━━━━━ SUPPLIED MATERIAL ━━━━━

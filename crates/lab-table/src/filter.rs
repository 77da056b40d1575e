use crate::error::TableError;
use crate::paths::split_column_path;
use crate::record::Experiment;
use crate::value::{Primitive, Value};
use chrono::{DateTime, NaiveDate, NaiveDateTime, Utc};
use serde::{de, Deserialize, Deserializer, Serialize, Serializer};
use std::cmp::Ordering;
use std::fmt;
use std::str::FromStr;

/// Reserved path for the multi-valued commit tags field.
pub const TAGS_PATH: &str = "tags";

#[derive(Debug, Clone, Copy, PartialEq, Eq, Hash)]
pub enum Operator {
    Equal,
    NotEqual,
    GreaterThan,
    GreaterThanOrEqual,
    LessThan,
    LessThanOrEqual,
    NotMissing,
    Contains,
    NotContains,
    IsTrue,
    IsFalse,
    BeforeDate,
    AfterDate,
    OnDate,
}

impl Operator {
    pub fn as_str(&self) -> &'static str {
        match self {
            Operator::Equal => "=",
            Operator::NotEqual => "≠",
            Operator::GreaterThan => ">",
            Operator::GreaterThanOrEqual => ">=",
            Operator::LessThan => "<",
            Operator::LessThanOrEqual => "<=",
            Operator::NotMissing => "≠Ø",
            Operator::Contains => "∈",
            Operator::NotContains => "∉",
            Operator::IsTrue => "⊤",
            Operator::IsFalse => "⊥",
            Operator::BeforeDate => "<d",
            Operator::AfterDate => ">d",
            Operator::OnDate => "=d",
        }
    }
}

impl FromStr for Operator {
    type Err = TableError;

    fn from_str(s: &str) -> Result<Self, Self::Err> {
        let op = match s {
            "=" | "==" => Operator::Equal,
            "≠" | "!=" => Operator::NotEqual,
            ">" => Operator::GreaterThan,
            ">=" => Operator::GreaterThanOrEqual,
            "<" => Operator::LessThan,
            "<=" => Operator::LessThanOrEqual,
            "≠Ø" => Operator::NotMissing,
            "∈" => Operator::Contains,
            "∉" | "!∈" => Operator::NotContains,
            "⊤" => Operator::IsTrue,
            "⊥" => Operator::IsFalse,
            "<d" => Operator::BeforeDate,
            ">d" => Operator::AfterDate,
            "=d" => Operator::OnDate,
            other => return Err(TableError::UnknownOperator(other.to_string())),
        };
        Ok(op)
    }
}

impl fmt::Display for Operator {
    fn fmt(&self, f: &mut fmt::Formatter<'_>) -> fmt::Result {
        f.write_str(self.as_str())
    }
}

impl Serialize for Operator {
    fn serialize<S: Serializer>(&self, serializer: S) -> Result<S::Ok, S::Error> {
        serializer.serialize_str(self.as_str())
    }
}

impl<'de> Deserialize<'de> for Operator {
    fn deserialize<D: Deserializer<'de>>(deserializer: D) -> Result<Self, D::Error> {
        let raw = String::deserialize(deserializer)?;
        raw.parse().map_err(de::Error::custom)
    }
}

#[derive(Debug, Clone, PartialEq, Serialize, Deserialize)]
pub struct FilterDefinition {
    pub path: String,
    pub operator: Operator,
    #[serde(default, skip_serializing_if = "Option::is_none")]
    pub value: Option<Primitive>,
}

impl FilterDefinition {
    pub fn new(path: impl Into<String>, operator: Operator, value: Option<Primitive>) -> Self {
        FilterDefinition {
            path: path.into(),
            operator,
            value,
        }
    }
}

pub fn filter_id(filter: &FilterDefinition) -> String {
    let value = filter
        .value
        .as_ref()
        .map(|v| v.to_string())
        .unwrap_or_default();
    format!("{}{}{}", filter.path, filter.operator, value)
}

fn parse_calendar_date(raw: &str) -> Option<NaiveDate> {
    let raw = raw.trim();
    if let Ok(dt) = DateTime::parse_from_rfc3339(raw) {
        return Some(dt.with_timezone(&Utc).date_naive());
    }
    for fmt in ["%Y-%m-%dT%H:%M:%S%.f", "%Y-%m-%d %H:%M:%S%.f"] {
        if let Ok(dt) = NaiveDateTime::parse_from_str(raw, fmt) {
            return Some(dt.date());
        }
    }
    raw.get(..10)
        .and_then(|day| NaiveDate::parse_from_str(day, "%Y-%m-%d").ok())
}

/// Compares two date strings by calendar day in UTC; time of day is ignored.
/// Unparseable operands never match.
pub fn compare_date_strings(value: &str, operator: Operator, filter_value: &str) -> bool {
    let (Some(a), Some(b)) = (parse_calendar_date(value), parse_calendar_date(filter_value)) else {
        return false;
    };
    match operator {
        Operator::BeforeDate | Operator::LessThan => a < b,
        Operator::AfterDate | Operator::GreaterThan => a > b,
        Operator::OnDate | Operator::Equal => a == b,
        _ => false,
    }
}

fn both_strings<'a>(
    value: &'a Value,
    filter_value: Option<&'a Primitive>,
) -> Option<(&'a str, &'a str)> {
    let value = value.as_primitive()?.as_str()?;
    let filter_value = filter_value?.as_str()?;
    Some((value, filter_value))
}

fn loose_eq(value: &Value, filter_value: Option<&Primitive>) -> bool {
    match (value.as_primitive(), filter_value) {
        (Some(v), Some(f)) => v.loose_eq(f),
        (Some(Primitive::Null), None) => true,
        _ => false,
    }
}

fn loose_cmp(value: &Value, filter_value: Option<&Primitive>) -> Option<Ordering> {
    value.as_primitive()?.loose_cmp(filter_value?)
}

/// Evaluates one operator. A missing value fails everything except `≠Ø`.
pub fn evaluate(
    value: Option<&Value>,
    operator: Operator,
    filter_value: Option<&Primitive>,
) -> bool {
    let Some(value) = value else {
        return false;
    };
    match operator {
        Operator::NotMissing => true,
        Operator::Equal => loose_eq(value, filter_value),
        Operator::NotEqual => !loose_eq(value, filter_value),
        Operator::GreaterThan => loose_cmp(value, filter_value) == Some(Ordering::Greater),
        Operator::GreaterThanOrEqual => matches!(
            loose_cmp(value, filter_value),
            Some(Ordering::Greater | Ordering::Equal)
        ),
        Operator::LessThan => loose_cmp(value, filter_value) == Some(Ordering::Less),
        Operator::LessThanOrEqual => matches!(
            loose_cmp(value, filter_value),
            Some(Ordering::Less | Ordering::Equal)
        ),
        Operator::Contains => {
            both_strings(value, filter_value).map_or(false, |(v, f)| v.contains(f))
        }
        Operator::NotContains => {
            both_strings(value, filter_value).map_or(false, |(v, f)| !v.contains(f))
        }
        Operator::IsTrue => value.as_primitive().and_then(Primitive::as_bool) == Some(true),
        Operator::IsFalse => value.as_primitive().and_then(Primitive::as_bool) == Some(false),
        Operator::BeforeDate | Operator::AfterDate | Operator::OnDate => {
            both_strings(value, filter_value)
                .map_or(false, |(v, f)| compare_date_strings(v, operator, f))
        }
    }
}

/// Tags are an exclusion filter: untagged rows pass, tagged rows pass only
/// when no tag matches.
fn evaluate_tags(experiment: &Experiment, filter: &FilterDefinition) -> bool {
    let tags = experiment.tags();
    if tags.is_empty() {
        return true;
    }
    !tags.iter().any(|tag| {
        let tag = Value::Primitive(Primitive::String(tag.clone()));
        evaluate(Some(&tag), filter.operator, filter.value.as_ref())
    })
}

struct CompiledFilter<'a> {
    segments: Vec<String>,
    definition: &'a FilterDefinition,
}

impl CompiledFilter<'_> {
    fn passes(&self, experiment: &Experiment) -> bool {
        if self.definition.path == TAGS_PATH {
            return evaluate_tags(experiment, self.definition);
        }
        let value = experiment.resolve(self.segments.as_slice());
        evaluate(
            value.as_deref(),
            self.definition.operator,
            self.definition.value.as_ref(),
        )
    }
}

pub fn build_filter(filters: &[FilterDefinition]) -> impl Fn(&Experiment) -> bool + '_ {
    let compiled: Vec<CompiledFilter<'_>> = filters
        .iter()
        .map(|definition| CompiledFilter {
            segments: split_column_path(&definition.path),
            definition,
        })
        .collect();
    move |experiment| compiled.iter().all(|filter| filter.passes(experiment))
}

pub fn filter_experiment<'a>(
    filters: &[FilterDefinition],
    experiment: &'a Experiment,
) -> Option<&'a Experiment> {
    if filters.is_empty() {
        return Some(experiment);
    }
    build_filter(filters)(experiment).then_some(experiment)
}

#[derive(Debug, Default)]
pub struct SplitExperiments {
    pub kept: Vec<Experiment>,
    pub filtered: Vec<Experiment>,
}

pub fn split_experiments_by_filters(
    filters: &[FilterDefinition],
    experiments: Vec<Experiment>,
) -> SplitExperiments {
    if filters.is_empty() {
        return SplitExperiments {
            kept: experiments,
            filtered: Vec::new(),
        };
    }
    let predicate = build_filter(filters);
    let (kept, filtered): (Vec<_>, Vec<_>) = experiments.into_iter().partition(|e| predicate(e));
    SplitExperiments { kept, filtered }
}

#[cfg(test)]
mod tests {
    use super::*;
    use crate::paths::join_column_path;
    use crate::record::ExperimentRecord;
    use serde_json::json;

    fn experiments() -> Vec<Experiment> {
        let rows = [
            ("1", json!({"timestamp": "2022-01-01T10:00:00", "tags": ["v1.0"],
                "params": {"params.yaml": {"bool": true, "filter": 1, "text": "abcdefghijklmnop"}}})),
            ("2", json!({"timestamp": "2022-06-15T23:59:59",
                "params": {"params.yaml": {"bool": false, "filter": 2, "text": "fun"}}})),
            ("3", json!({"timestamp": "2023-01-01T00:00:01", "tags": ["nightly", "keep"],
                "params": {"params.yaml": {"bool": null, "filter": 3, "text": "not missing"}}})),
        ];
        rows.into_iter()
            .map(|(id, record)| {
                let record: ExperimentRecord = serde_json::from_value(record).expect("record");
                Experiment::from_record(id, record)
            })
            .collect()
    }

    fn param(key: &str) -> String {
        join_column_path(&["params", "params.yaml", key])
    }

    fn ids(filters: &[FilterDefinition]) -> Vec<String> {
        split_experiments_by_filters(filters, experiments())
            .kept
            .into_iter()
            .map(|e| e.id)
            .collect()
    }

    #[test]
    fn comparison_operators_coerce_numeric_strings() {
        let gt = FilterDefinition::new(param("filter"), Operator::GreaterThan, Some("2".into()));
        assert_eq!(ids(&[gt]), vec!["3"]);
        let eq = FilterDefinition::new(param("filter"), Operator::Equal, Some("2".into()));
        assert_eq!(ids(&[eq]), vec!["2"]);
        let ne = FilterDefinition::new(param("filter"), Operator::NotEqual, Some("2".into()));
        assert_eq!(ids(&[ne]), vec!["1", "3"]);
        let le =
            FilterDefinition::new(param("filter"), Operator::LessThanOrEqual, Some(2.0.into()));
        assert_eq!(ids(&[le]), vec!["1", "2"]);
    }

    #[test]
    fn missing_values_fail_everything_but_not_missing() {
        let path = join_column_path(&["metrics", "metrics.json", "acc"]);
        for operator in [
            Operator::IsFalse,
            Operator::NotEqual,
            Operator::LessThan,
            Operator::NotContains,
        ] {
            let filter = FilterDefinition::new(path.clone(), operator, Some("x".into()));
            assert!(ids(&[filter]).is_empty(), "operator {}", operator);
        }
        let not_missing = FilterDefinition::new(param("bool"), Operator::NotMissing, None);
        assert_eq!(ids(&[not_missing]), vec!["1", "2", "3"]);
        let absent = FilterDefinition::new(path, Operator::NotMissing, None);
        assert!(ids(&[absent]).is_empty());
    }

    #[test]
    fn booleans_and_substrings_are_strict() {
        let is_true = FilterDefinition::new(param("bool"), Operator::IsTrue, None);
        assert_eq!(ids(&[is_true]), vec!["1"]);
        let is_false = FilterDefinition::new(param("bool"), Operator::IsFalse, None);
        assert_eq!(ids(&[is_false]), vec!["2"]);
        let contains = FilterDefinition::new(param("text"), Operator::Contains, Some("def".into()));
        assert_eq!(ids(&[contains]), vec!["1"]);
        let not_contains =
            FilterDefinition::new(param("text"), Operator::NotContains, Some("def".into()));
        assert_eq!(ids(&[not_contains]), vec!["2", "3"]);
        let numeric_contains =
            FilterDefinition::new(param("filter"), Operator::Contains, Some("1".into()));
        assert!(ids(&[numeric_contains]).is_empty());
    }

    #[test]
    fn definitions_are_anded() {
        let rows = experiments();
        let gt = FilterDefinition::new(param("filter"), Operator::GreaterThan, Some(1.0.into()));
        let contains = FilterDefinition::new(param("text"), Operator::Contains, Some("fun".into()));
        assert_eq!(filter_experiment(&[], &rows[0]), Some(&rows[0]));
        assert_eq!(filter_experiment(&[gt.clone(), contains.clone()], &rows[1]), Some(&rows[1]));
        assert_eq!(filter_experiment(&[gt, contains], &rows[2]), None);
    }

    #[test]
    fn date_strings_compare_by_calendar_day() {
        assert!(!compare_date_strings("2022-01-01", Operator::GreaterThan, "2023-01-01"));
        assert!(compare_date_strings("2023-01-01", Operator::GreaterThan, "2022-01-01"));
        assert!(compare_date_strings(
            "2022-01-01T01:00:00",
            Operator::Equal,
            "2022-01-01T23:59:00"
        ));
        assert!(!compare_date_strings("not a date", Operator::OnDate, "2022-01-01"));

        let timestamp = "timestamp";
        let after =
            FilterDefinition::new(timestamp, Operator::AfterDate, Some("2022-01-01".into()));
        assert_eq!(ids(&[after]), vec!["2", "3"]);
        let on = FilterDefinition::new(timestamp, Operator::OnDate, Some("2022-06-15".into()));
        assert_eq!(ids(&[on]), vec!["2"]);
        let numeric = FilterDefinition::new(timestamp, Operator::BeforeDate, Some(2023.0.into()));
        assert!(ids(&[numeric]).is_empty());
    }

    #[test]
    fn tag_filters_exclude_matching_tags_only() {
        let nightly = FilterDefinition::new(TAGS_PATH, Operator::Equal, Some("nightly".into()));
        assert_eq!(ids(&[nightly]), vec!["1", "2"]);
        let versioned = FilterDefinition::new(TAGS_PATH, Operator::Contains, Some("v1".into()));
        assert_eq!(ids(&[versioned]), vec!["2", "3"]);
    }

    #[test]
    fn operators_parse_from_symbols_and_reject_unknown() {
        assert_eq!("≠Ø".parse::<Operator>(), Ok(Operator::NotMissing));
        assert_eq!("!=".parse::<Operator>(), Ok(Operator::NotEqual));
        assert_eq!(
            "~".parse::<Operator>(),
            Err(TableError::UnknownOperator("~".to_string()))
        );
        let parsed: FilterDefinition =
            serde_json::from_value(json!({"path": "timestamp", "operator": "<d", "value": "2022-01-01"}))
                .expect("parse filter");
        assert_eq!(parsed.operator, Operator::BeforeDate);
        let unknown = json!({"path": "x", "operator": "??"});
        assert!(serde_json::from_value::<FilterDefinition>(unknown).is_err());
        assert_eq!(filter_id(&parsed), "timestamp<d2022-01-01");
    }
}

━━━━━

TRY IT: Which lines above hold the string "PartialEq"? Show each of them.

RESPONSE FOR THIS EXERCISE:
#[derive(Debug, Clone, Copy, PartialEq, Eq, Hash)]
#[derive(Debug, Clone, PartialEq, Serialize, Deserialize)]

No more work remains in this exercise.